Home RecipesDesserts Somlói Galuska, Hungarian Dessert Dumplings

Somlói Galuska, Hungarian Dessert Dumplings

by Florian
Hungarian Food - Somlói Galuska

You’ve probably never heard of Somlói galuska, and yet it is one of the Magyars’ favorite desserts. For some unfathomable reason, it doesn’t even appear on the menu at André’s Café. The name translates as “Somló dumpling” in English, Somló being a town near Lake Balaton, famous (moderately) for its hill and its wine. Calling it a dumpling is a tad misleading, as what we’re really talking about starts as a trifle-like cake made of several layers of sponge, custard, and raisins, and is then scooped into balls and served with whipped cream.

The Somlói galuska (shall we call it SG?) was invented in the late 1950s by Károly Gollerits, long-time head waiter at the famous Gundel restaurant in Budapest. If you think about it for a minute, this hardly sounds like a guarantee of quality. Gundel in the ’50s had fallen victim to nationalization, the quality of the food sharply declining against a backdrop of sociopolitical repression, economic turmoil, and plummeting standards of living. Also, correct me if I’m wrong, but dishes are generally created not by the front of the house, but by the back (you know, the people who actually learned how to cook). So far, this all seems more like the ultimate shortcut taken by an aging waiter, pushing the boundaries of communism’s sloppiness by dumping lumps of cake onto a plate instead of bothering to cut normal slices…

Not so fast! It turns out star waiter Gollerits merely imagined the dessert. The execution was handled by pastry chef József Béla Szőcs, who, before coming to Gundel, trained at the equally famous Patisserie Gerbeaud. Szőcs decided to name the creation after the place he came from, where he apparently operated his own pastry shop as well — the Somlyó hill in Fót, on the outskirts of Budapest, a hill that’s technically too small to really be called such, and which was declared a nature preserve to protect its 1,500 species of butterflies. That’s Somlyó with a Y in it.

The dwarf hill of Somlyó had nothing to do with the more legit hill of Somló, until Brussels decided otherwise. At the Brussels World Fair of 1958, SG was served at the Hungarian pavilion. Legend has it that at some point there, the name was misspelled, and Somlyói galuska became known as Somlói galuska, advantageously trading the obscure hummock for its viniferous near-homonym.

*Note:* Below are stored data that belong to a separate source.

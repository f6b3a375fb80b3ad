//! Rich-text content blocks stored alongside blog posts and pages.
//!
//! Blocks arrive as JSON of loosely known shape. They are validated into a
//! [`ContentBlock`] before anything renders or analyzes them.

use scraper::{node::Node, ElementRef, Html};
use serde_json::Value;

use crate::error::{AppError, Result};

/// Shown in place of a block that fails validation.
pub const PLACEHOLDER: &str = "Content coming soon.";

const RICH_TEXT_KIND: &str = "richText";

#[derive(Debug, Clone, PartialEq, Eq)]
pub enum ContentBlock {
    RichText { content: String },
}

impl ContentBlock {
    /// Validate a JSON value. `kind` may be omitted; when present it must be
    /// `"richText"`. `content` must be a string.
    pub fn from_json(value: &Value) -> Result<Self> {
        let obj = value
            .as_object()
            .ok_or_else(|| AppError::content_block("block is not a JSON object"))?;

        match obj.get("kind") {
            None | Some(Value::Null) => {}
            Some(Value::String(kind)) if kind == RICH_TEXT_KIND => {}
            Some(other) => {
                return Err(AppError::content_block(format!(
                    "unsupported block kind {}",
                    other
                )))
            }
        }

        match obj.get("content") {
            Some(Value::String(content)) => Ok(ContentBlock::RichText {
                content: content.clone(),
            }),
            Some(_) => Err(AppError::content_block("`content` is not a string")),
            None => Err(AppError::content_block("missing `content`")),
        }
    }

    pub fn from_json_str(raw: &str) -> Result<Self> {
        let value: Value = serde_json::from_str(raw)?;
        Self::from_json(&value)
    }

    /// Raw HTML of the block, or [`PLACEHOLDER`] when the value is not a
    /// valid block.
    pub fn render_or_placeholder(value: &Value) -> String {
        match Self::from_json(value) {
            Ok(ContentBlock::RichText { content }) => content,
            Err(e) => {
                tracing::warn!("Falling back to placeholder: {}", e);
                PLACEHOLDER.to_string()
            }
        }
    }

    pub fn html(&self) -> &str {
        match self {
            ContentBlock::RichText { content } => content,
        }
    }

    /// Rewrite the block's HTML into the line-oriented markdown the
    /// keyword analyzer understands.
    pub fn analysis_text(&self) -> String {
        let fragment = Html::parse_fragment(self.html());
        let mut out = String::new();
        render_children(fragment.root_element(), &mut out);
        out
    }
}

fn collapsed_text(element: ElementRef<'_>) -> String {
    element
        .text()
        .collect::<String>()
        .split_whitespace()
        .collect::<Vec<_>>()
        .join(" ")
}

fn render_children(element: ElementRef<'_>, out: &mut String) {
    for child in element.children() {
        if let Some(el) = ElementRef::wrap(child) {
            render_element(el, out);
        } else if let Node::Text(text) = child.value() {
            out.push_str(text);
        }
    }
}

fn render_element(el: ElementRef<'_>, out: &mut String) {
    match el.value().name() {
        tag @ ("h1" | "h2" | "h3") => {
            let level = if tag == "h1" { 1 } else if tag == "h2" { 2 } else { 3 };
            let text = collapsed_text(el);
            if text.is_empty() {
                return;
            }
            out.push('\n');
            out.push_str(&"#".repeat(level));
            out.push(' ');
            out.push_str(&text);
            out.push('\n');
        }
        "a" => match el.value().attr("href").map(str::trim) {
            Some(href) if !href.is_empty() => {
                let text = collapsed_text(el);
                let label = if text.is_empty() { href } else { text.as_str() };
                out.push_str(&format!("[{}]({})", label, href));
            }
            _ => render_children(el, out),
        },
        "img" => {
            if let Some(src) = el.value().attr("src").map(str::trim).filter(|s| !s.is_empty()) {
                let alt = el.value().attr("alt").unwrap_or("").trim();
                out.push_str(&format!("![{}]({})", alt, src));
            }
        }
        "br" => out.push('\n'),
        "p" | "div" | "li" | "ul" | "ol" | "section" | "blockquote" | "h4" | "h5" | "h6" => {
            out.push('\n');
            render_children(el, out);
            out.push('\n');
        }
        "script" | "style" => {}
        _ => render_children(el, out),
    }
}

#[cfg(test)]
mod tests {
    use super::*;
    use serde_json::json;

    #[test]
    fn accepts_block_without_kind() {
        let block = ContentBlock::from_json(&json!({ "content": "<p>Hi</p>" })).unwrap();
        assert_eq!(block.html(), "<p>Hi</p>");
    }

    #[test]
    fn accepts_rich_text_kind() {
        let block =
            ContentBlock::from_json(&json!({ "kind": "richText", "content": "x" })).unwrap();
        assert_eq!(block, ContentBlock::RichText { content: "x".into() });
    }

    #[test]
    fn rejects_missing_content_and_unknown_kind() {
        assert!(ContentBlock::from_json(&json!({ "kind": "richText" })).is_err());
        assert!(ContentBlock::from_json(&json!({ "kind": "video", "content": "x" })).is_err());
        assert!(ContentBlock::from_json(&json!({ "content": 42 })).is_err());
        assert!(ContentBlock::from_json(&json!("just a string")).is_err());
    }

    #[test]
    fn placeholder_on_invalid_block() {
        assert_eq!(ContentBlock::render_or_placeholder(&json!({})), PLACEHOLDER);
        assert_eq!(
            ContentBlock::render_or_placeholder(&json!({ "content": "<b>ok</b>" })),
            "<b>ok</b>"
        );
    }

    #[test]
    fn analysis_text_maps_html_to_markdown() {
        let block = ContentBlock::RichText {
            content: r#"<h1>IVF in  Bangalore</h1><p>Read our <a href="/en/treatments">treatments</a> guide.</p><h2>Costs</h2><img src="/a.jpg" alt="">"#.into(),
        };
        let text = block.analysis_text();
        assert!(text.contains("\n# IVF in Bangalore\n"));
        assert!(text.contains("\n## Costs\n"));
        assert!(text.contains("[treatments](/en/treatments)"));
        assert!(text.contains("![](/a.jpg)"));
    }
}
//! `<head>` metadata for rendered pages: titles, canonicals, social tags,
//! hreflang alternates and sitemap entries.
//!
//! All functions are pure apart from [`MetadataGenerator::sitemap_entry`],
//! which stamps the current time when no modification time is given.

use std::collections::BTreeMap;
use std::sync::OnceLock;

use chrono::{DateTime, SecondsFormat, Utc};
use regex::Regex;
use serde::Serialize;

use crate::config::SiteConfig;
use crate::domain::keywords::base_keywords;
use crate::domain::models::{
    HreflangLink, Locale, SitemapEntry, SitemapOptions, SocialTagInput, TagMap,
};
use crate::extractor::sitemap::{locale_alternates, SitemapBuilder};

pub const DEFAULT_OG_TYPE: &str = "website";
pub const TWITTER_CARD: &str = "summary_large_image";
pub const DEFAULT_PRIORITY: f64 = 0.8;
const OG_IMAGE_WIDTH: &str = "1200";
const OG_IMAGE_HEIGHT: &str = "630";

fn locale_segment_regex() -> &'static Regex {
    static SEGMENT: OnceLock<Regex> = OnceLock::new();
    SEGMENT.get_or_init(|| Regex::new(r"/(en|ar)/").unwrap())
}

fn is_locale_root(url: &str) -> bool {
    Locale::ALL
        .iter()
        .any(|l| url.strip_suffix(l.as_str()).is_some_and(|rest| rest.ends_with('/')))
}

/// Everything the page layer needs to fill one page's `<head>`.
#[derive(Debug, Clone, Default)]
pub struct PageMetadataInput {
    pub title: String,
    pub description: String,
    pub keywords: Vec<String>,
    pub locale: Locale,
    /// Site-relative canonical path, e.g. `/en/treatments/ivf-bangalore`.
    pub canonical: Option<String>,
    pub og_image: Option<String>,
    pub og_type: Option<String>,
    pub published_time: Option<String>,
    pub modified_time: Option<String>,
    pub noindex: bool,
}

#[derive(Debug, Clone, Serialize)]
#[serde(rename_all = "camelCase")]
pub struct PageMetadata {
    pub title: String,
    pub description: String,
    pub keywords: Vec<String>,
    pub canonical: String,
    /// Language code (`en`, `ar`, `x-default`) to absolute URL.
    pub alternates: BTreeMap<String, String>,
    /// `<link rel="alternate">` entries built from `canonical`.
    pub hreflang: Vec<HreflangLink>,
    pub robots: String,
    pub open_graph: TagMap,
    pub twitter: TagMap,
}

pub struct MetadataGenerator {
    config: SiteConfig,
}

impl Default for MetadataGenerator {
    fn default() -> Self {
        Self::new(SiteConfig::default())
    }
}

impl MetadataGenerator {
    pub fn new(config: SiteConfig) -> Self {
        Self { config }
    }

    pub fn config(&self) -> &SiteConfig {
        &self.config
    }

    /// `"{title} | {site name}"`
    pub fn full_title(&self, title: &str) -> String {
        format!("{} | {}", title, self.config.name)
    }

    /// Base URL joined with `path`, or the bare base URL.
    pub fn canonical_url(&self, path: Option<&str>) -> String {
        match path.filter(|p| !p.is_empty()) {
            Some(path) => format!("{}{}", self.config.base_url, path),
            None => self.config.base_url.clone(),
        }
    }

    /// Curated keywords for `locale` followed by the page's own, duplicates
    /// kept.
    pub fn keywords(&self, locale: Locale, page_keywords: &[String]) -> Vec<String> {
        base_keywords(locale)
            .iter()
            .map(|k| k.to_string())
            .chain(page_keywords.iter().cloned())
            .collect()
    }

    pub fn open_graph_tags(&self, input: &SocialTagInput) -> TagMap {
        let mut tags = TagMap::new();
        tags.insert("og:title".into(), input.title.clone());
        tags.insert("og:description".into(), input.description.clone());
        tags.insert("og:url".into(), input.url.clone());
        tags.insert("og:site_name".into(), self.config.name.clone());
        tags.insert(
            "og:type".into(),
            input
                .og_type
                .clone()
                .filter(|t| !t.is_empty())
                .unwrap_or_else(|| DEFAULT_OG_TYPE.to_string()),
        );
        tags.insert(
            "og:locale".into(),
            input.locale.unwrap_or_default().og_locale().to_string(),
        );
        if let Some(image) = input.image.as_ref().filter(|i| !i.is_empty()) {
            tags.insert("og:image".into(), image.clone());
        }
        tags
    }

    pub fn twitter_card_tags(&self, input: &SocialTagInput) -> TagMap {
        let mut tags = TagMap::new();
        tags.insert("twitter:card".into(), TWITTER_CARD.to_string());
        tags.insert("twitter:title".into(), input.title.clone());
        tags.insert("twitter:description".into(), input.description.clone());
        if let Some(image) = input.image.as_ref().filter(|i| !i.is_empty()) {
            tags.insert("twitter:image".into(), image.clone());
        }
        tags
    }

    /// One alternate per locale, made by swapping the first `/en/` or `/ar/`
    /// segment of `base_url`. A URL without such a segment is used as is.
    pub fn hreflang_links(base_url: &str, locales: &[Locale]) -> Vec<HreflangLink> {
        let segment = locale_segment_regex();
        if !segment.is_match(base_url) {
            tracing::warn!("No locale segment in {}, hreflang hrefs left unchanged", base_url);
        }

        locales
            .iter()
            .map(|locale| HreflangLink {
                rel: "alternate".to_string(),
                href_lang: locale.region_tag().to_string(),
                href: segment
                    .replace(base_url, format!("/{}/", locale.as_str()).as_str())
                    .into_owned(),
            })
            .collect()
    }

    /// Sitemap record with defaults: now, weekly, priority 0.8.
    pub fn sitemap_entry(url: &str, options: &SitemapOptions) -> SitemapEntry {
        Self::sitemap_entry_at(url, options, Utc::now())
    }

    pub fn sitemap_entry_at(url: &str, options: &SitemapOptions, now: DateTime<Utc>) -> SitemapEntry {
        let priority = match options.priority {
            Some(p) if !p.is_nan() => p.clamp(0.0, 1.0),
            _ => DEFAULT_PRIORITY,
        };

        SitemapEntry {
            url: url.to_string(),
            last_modified: options
                .last_modified
                .clone()
                .filter(|t| !t.is_empty())
                .unwrap_or_else(|| now.to_rfc3339_opts(SecondsFormat::Millis, true)),
            change_frequency: options.change_frequency.unwrap_or_default(),
            priority,
        }
    }

    /// Add one entry per locale for a site-relative `path` (`""` for the
    /// home page), each carrying the full set of language alternates.
    pub fn add_localized_entries(
        &self,
        builder: &mut SitemapBuilder,
        path: &str,
        options: &SitemapOptions,
    ) {
        let alternates = locale_alternates(&self.config.base_url, path);
        for (_, href) in &alternates {
            builder.push_with_alternates(Self::sitemap_entry(href, options), alternates.clone());
        }
    }

    pub fn page_metadata(&self, input: &PageMetadataInput) -> PageMetadata {
        let full_title = self.full_title(&input.title);
        let canonical_path = input.canonical.as_deref().filter(|c| !c.is_empty());
        let canonical = match canonical_path {
            Some(path) => self.canonical_url(Some(path)),
            None => format!("{}/{}", self.config.base_url, input.locale.as_str()),
        };

        let image = input
            .og_image
            .as_deref()
            .filter(|i| !i.is_empty())
            .map(|i| self.config.absolute(i))
            .unwrap_or_else(|| self.config.absolute_og_image());

        let social = SocialTagInput {
            title: full_title.clone(),
            description: input.description.clone(),
            url: canonical.clone(),
            image: Some(image),
            og_type: input.og_type.clone(),
            locale: Some(input.locale),
        };

        let mut open_graph = self.open_graph_tags(&social);
        open_graph.insert("og:image:width".into(), OG_IMAGE_WIDTH.into());
        open_graph.insert("og:image:height".into(), OG_IMAGE_HEIGHT.into());
        open_graph.insert("og:image:alt".into(), input.title.clone());
        if let Some(published) = &input.published_time {
            open_graph.insert("article:published_time".into(), published.clone());
        }
        if let Some(modified) = &input.modified_time {
            open_graph.insert("article:modified_time".into(), modified.clone());
        }

        let mut twitter = self.twitter_card_tags(&social);
        twitter.insert("twitter:site".into(), self.config.twitter_handle.clone());
        twitter.insert("twitter:creator".into(), self.config.twitter_handle.clone());

        let hreflang = Self::page_hreflang(&canonical);

        PageMetadata {
            title: full_title,
            description: input.description.clone(),
            keywords: self.keywords(input.locale, &input.keywords),
            canonical,
            alternates: self.alternates(canonical_path, input.locale),
            hreflang,
            robots: if input.noindex {
                "noindex, nofollow".to_string()
            } else {
                "index, follow".to_string()
            },
            open_graph,
            twitter,
        }
    }

    /// Hreflang links for a resolved canonical URL. A locale root such as
    /// `https://site/ar` has no trailing slash, so one is added for the swap
    /// and dropped again from the hrefs.
    fn page_hreflang(canonical: &str) -> Vec<HreflangLink> {
        if !is_locale_root(canonical) {
            return Self::hreflang_links(canonical, &Locale::ALL);
        }
        let mut links = Self::hreflang_links(&format!("{}/", canonical), &Locale::ALL);
        for link in &mut links {
            link.href.pop();
        }
        links
    }

    fn alternates(&self, canonical_path: Option<&str>, locale: Locale) -> BTreeMap<String, String> {
        let prefix = format!("/{}", locale.as_str());
        let rest = canonical_path
            .and_then(|p| p.strip_prefix(prefix.as_str()))
            .filter(|r| r.is_empty() || r.starts_with('/'))
            .unwrap_or("");

        let mut alternates: BTreeMap<String, String> = locale_alternates(&self.config.base_url, rest)
            .into_iter()
            .collect();
        alternates.insert(
            "x-default".to_string(),
            format!("{}/{}", self.config.base_url, Locale::En.as_str()),
        );
        alternates
    }
}
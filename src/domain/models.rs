//! Plain value records produced and consumed by the analyzers.
//!
//! Nothing here is persisted. Every record is built fresh per call and handed
//! back to the caller.

use std::collections::BTreeMap;
use std::fmt;
use std::str::FromStr;

use serde::{Deserialize, Serialize};

use crate::error::AppError;

/// Flat key/value map of `<meta>` tags (`og:title`, `twitter:card`, ...).
pub type TagMap = BTreeMap<String, String>;

// ====== Enums ======

/// The two languages the site is published in.
#[derive(Debug, Clone, Copy, PartialEq, Eq, Hash, Default, Serialize, Deserialize)]
#[serde(rename_all = "lowercase")]
pub enum Locale {
    #[default]
    En,
    Ar,
}

impl Locale {
    pub const ALL: [Locale; 2] = [Locale::En, Locale::Ar];

    pub fn as_str(&self) -> &'static str {
        match self {
            Locale::En => "en",
            Locale::Ar => "ar",
        }
    }

    /// Region tag used in hreflang annotations.
    pub fn region_tag(&self) -> &'static str {
        match self {
            Locale::En => "en-US",
            Locale::Ar => "ar-SA",
        }
    }

    /// Region tag in the underscore form Open Graph expects.
    pub fn og_locale(&self) -> &'static str {
        match self {
            Locale::En => "en_US",
            Locale::Ar => "ar_SA",
        }
    }
}

impl fmt::Display for Locale {
    fn fmt(&self, f: &mut fmt::Formatter<'_>) -> fmt::Result {
        f.write_str(self.as_str())
    }
}

impl FromStr for Locale {
    type Err = AppError;

    fn from_str(s: &str) -> Result<Self, Self::Err> {
        match s.trim().to_ascii_lowercase().as_str() {
            "en" => Ok(Locale::En),
            "ar" => Ok(Locale::Ar),
            other => Err(AppError::InvalidLocale(other.to_string())),
        }
    }
}

#[derive(Debug, Clone, Copy, PartialEq, Eq, Default, Serialize, Deserialize)]
#[serde(rename_all = "lowercase")]
pub enum ChangeFrequency {
    Always,
    Hourly,
    Daily,
    #[default]
    Weekly,
    Monthly,
    Yearly,
    Never,
}

impl ChangeFrequency {
    pub fn as_str(&self) -> &'static str {
        match self {
            ChangeFrequency::Always => "always",
            ChangeFrequency::Hourly => "hourly",
            ChangeFrequency::Daily => "daily",
            ChangeFrequency::Weekly => "weekly",
            ChangeFrequency::Monthly => "monthly",
            ChangeFrequency::Yearly => "yearly",
            ChangeFrequency::Never => "never",
        }
    }
}

impl FromStr for ChangeFrequency {
    type Err = AppError;

    fn from_str(s: &str) -> Result<Self, Self::Err> {
        match s.trim().to_ascii_lowercase().as_str() {
            "always" => Ok(ChangeFrequency::Always),
            "hourly" => Ok(ChangeFrequency::Hourly),
            "daily" => Ok(ChangeFrequency::Daily),
            "weekly" => Ok(ChangeFrequency::Weekly),
            "monthly" => Ok(ChangeFrequency::Monthly),
            "yearly" => Ok(ChangeFrequency::Yearly),
            "never" => Ok(ChangeFrequency::Never),
            other => Err(AppError::invalid(
                "change_frequency",
                format!("unknown value '{}'", other),
            )),
        }
    }
}

#[derive(Debug, Clone, Copy, PartialEq, Eq, Serialize)]
#[serde(rename_all = "lowercase")]
pub enum Severity {
    /// A mandatory field is missing; the page is not ready for indexing.
    Error,
    /// Sub-optimal but acceptable.
    Warning,
}

impl Severity {
    pub fn as_str(&self) -> &'static str {
        match self {
            Severity::Error => "error",
            Severity::Warning => "warning",
        }
    }
}

// ====== Content analysis ======

/// Heading texts per level, in document order.
#[derive(Debug, Clone, Default, PartialEq, Eq, Serialize)]
pub struct HeadingStructure {
    pub h1: Vec<String>,
    pub h2: Vec<String>,
    pub h3: Vec<String>,
}

impl HeadingStructure {
    pub fn counts(&self) -> HeadingCounts {
        HeadingCounts {
            h1_count: self.h1.len(),
            h2_count: self.h2.len(),
            h3_count: self.h3.len(),
        }
    }
}

#[derive(Debug, Clone, Copy, Default, PartialEq, Eq, Serialize)]
#[serde(rename_all = "camelCase")]
pub struct HeadingCounts {
    pub h1_count: usize,
    pub h2_count: usize,
    pub h3_count: usize,
}

#[derive(Debug, Clone, PartialEq, Eq, Serialize)]
#[serde(rename_all = "camelCase")]
pub struct ContentQualityMetrics {
    pub word_count: usize,
    /// Minutes, rounded up.
    pub reading_time: usize,
    pub heading_structure: HeadingCounts,
    pub internal_links: usize,
    pub external_links: usize,
    pub image_count: usize,
    /// 0-100
    pub quality_score: u8,
}

/// Points awarded for one factor of the quality score.
#[derive(Debug, Clone, PartialEq, Eq, Serialize)]
#[serde(rename_all = "camelCase")]
pub struct FactorScore {
    pub key: &'static str,
    pub label: &'static str,
    pub points: u8,
    pub max_points: u8,
}

// ====== Validation ======

/// Page fields checked by the validator. Empty strings count as absent.
#[derive(Debug, Clone, Default, Serialize, Deserialize)]
#[serde(default, rename_all = "camelCase")]
pub struct SeoPageInput {
    pub title: Option<String>,
    pub meta_description: Option<String>,
    pub h1: Option<String>,
    pub content: Option<String>,
    pub url: Option<String>,
    pub canonical: Option<String>,
    pub keywords: Option<Vec<String>>,
}

#[derive(Debug, Clone, PartialEq, Eq, Serialize)]
pub struct SeoFinding {
    pub severity: Severity,
    pub field: &'static str,
    pub message: String,
    pub deduction: u8,
}

#[derive(Debug, Clone, PartialEq, Eq, Serialize)]
#[serde(rename_all = "camelCase")]
pub struct SeoValidationResult {
    pub is_valid: bool,
    pub errors: Vec<String>,
    pub warnings: Vec<String>,
    /// 0-100
    pub score: u8,
}

// ====== Metadata ======

#[derive(Debug, Clone, PartialEq, Eq, Serialize)]
pub struct HreflangLink {
    pub rel: String,
    #[serde(rename = "hrefLang")]
    pub href_lang: String,
    pub href: String,
}

/// Inputs for the Open Graph and Twitter Card tag maps.
#[derive(Debug, Clone, Default)]
pub struct SocialTagInput {
    pub title: String,
    pub description: String,
    pub url: String,
    pub image: Option<String>,
    pub og_type: Option<String>,
    pub locale: Option<Locale>,
}

#[derive(Debug, Clone, PartialEq, Serialize)]
#[serde(rename_all = "camelCase")]
pub struct SitemapEntry {
    pub url: String,
    /// ISO-8601 timestamp
    pub last_modified: String,
    pub change_frequency: ChangeFrequency,
    /// 0.0-1.0
    pub priority: f64,
}

#[derive(Debug, Clone, Default)]
pub struct SitemapOptions {
    pub last_modified: Option<String>,
    pub change_frequency: Option<ChangeFrequency>,
    pub priority: Option<f64>,
}
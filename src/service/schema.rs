//! schema.org JSON-LD documents embedded in page heads.

use serde::{Deserialize, Serialize};
use serde_json::{json, Map, Value};

use crate::config::SiteConfig;
use crate::domain::models::Locale;

const CONTEXT: &str = "https://schema.org";
const DEFAULT_PROCEDURE_TYPE: &str = "Therapeutic";
const DEFAULT_REVIEW_COUNT: u32 = 100;

const GCC_COUNTRIES: [&str; 6] = [
    "United Arab Emirates",
    "Saudi Arabia",
    "Kuwait",
    "Oman",
    "Qatar",
    "Bahrain",
];

#[derive(Debug, Clone, Serialize, Deserialize)]
pub struct BreadcrumbItem {
    pub name: String,
    /// Path below the locale root, e.g. `/treatments`.
    pub url: String,
}

#[derive(Debug, Clone, Serialize, Deserialize)]
pub struct FaqItem {
    pub question: String,
    pub answer: String,
}

#[derive(Debug, Clone, Default)]
pub struct BlogPost {
    pub headline: String,
    pub description: String,
    pub author: String,
    pub published_date: String,
    pub modified_date: Option<String>,
    pub image: String,
    pub url: String,
}

#[derive(Debug, Clone, Copy, PartialEq)]
pub struct PriceRange {
    pub min_price: f64,
    pub max_price: f64,
    pub currency: &'static str,
}

#[derive(Debug, Clone, Default)]
pub struct MedicalProcedure {
    pub name: String,
    pub description: String,
    pub procedure_type: Option<String>,
    pub body_location: Option<String>,
    pub preparation: Option<String>,
    pub followup: Option<String>,
    pub how_performed: Option<String>,
    pub cost: Option<PriceRange>,
}

#[derive(Debug, Clone, Default)]
pub struct Hospital {
    pub name: String,
    pub description: String,
    pub address: String,
    pub telephone: Option<String>,
    pub image: Option<String>,
    pub rating: Option<f64>,
    pub review_count: Option<u32>,
}

/// Insert `value` under `key` only when present.
fn insert_opt(obj: &mut Map<String, Value>, key: &str, value: &Option<String>) {
    if let Some(v) = value {
        obj.insert(key.to_string(), Value::String(v.clone()));
    }
}

pub struct SchemaGenerator<'a> {
    config: &'a SiteConfig,
}

impl<'a> SchemaGenerator<'a> {
    pub fn new(config: &'a SiteConfig) -> Self {
        Self { config }
    }

    pub fn breadcrumb(&self, items: &[BreadcrumbItem], locale: Locale) -> Value {
        let elements: Vec<Value> = items
            .iter()
            .enumerate()
            .map(|(index, item)| {
                json!({
                    "@type": "ListItem",
                    "position": index + 1,
                    "name": item.name,
                    "item": format!("{}/{}{}", self.config.base_url, locale.as_str(), item.url),
                })
            })
            .collect();

        json!({
            "@context": CONTEXT,
            "@type": "BreadcrumbList",
            "itemListElement": elements,
        })
    }

    pub fn faq(&self, faqs: &[FaqItem]) -> Value {
        let entities: Vec<Value> = faqs
            .iter()
            .map(|faq| {
                json!({
                    "@type": "Question",
                    "name": faq.question,
                    "acceptedAnswer": { "@type": "Answer", "text": faq.answer },
                })
            })
            .collect();

        json!({
            "@context": CONTEXT,
            "@type": "FAQPage",
            "mainEntity": entities,
        })
    }

    pub fn blog_post(&self, post: &BlogPost) -> Value {
        json!({
            "@context": CONTEXT,
            "@type": "BlogPosting",
            "headline": post.headline,
            "description": post.description,
            "image": post.image,
            "author": { "@type": "Person", "name": post.author },
            "publisher": {
                "@type": "Organization",
                "name": self.config.name,
                "logo": {
                    "@type": "ImageObject",
                    "url": format!("{}/logo.png", self.config.base_url),
                },
            },
            "datePublished": post.published_date,
            "dateModified": post.modified_date.as_deref().unwrap_or(&post.published_date),
            "mainEntityOfPage": { "@type": "WebPage", "@id": post.url },
        })
    }

    pub fn medical_procedure(&self, procedure: &MedicalProcedure) -> Value {
        let mut schema = json!({
            "@context": CONTEXT,
            "@type": "MedicalProcedure",
            "name": procedure.name,
            "description": procedure.description,
            "procedureType": procedure
                .procedure_type
                .as_deref()
                .unwrap_or(DEFAULT_PROCEDURE_TYPE),
        });

        if let Some(obj) = schema.as_object_mut() {
            insert_opt(obj, "bodyLocation", &procedure.body_location);
            insert_opt(obj, "preparation", &procedure.preparation);
            insert_opt(obj, "followup", &procedure.followup);
            insert_opt(obj, "howPerformed", &procedure.how_performed);

            if let Some(cost) = procedure.cost {
                obj.insert(
                    "offers".to_string(),
                    json!({
                        "@type": "Offer",
                        "priceSpecification": {
                            "@type": "PriceSpecification",
                            "minPrice": cost.min_price,
                            "maxPrice": cost.max_price,
                            "priceCurrency": cost.currency,
                        },
                    }),
                );
            }
        }
        schema
    }

    pub fn hospital(&self, hospital: &Hospital) -> Value {
        let mut schema = json!({
            "@context": CONTEXT,
            "@type": "Hospital",
            "name": hospital.name,
            "description": hospital.description,
            "image": hospital
                .image
                .clone()
                .unwrap_or_else(|| format!("{}/hospitals/default.jpg", self.config.base_url)),
            "address": {
                "@type": "PostalAddress",
                "streetAddress": hospital.address,
                "addressLocality": "Bangalore",
                "addressRegion": "Karnataka",
                "addressCountry": "IN",
            },
        });

        if let Some(obj) = schema.as_object_mut() {
            insert_opt(obj, "telephone", &hospital.telephone);
            if let Some(rating) = hospital.rating {
                obj.insert(
                    "aggregateRating".to_string(),
                    json!({
                        "@type": "AggregateRating",
                        "ratingValue": rating,
                        "reviewCount": hospital.review_count.unwrap_or(DEFAULT_REVIEW_COUNT),
                        "bestRating": 5,
                    }),
                );
            }
        }
        schema
    }

    pub fn organization(&self) -> Value {
        let base = &self.config.base_url;
        let areas: Vec<Value> = GCC_COUNTRIES
            .iter()
            .map(|name| json!({ "@type": "Country", "name": name }))
            .collect();

        json!({
            "@context": CONTEXT,
            "@type": "MedicalBusiness",
            "@id": format!("{}/#organization", base),
            "name": self.config.name,
            "alternateName": self.config.name_ar,
            "url": base,
            "logo": {
                "@type": "ImageObject",
                "url": format!("{}/logo.png", base),
                "width": 512,
                "height": 512,
            },
            "image": {
                "@type": "ImageObject",
                "url": self.config.absolute_og_image(),
                "width": 1200,
                "height": 630,
            },
            "areaServed": areas,
            "availableLanguage": ["English", "Arabic"],
        })
    }
}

1958 Brussels World’s Fair - Hungarian Pavilion
Hungarian Pavilion at the 1958 Brussels World’s Fair

A typical SG is nothing simple, which voids any suspicion of sloppiness. It contains three different sponge cakes: plain, chocolate, and walnut. The sponges are arranged into layers, alternating with pastry cream and raisins soaked in rum. Then you grab your scooper, and serve three scoops (always three: Christian country –> Holy Trinity –> three of everything, I suppose), garnished with your favorite toppings.

There are many places where one can try SG in its natural habitat (Hungary, that is). In Budapest, for the two entirely opposite ends of the spectrum, head to Gundel for a take on the original Somló Sponge Cake à la Gollerits, or to Onyx for the more modernist Somló 21st Century.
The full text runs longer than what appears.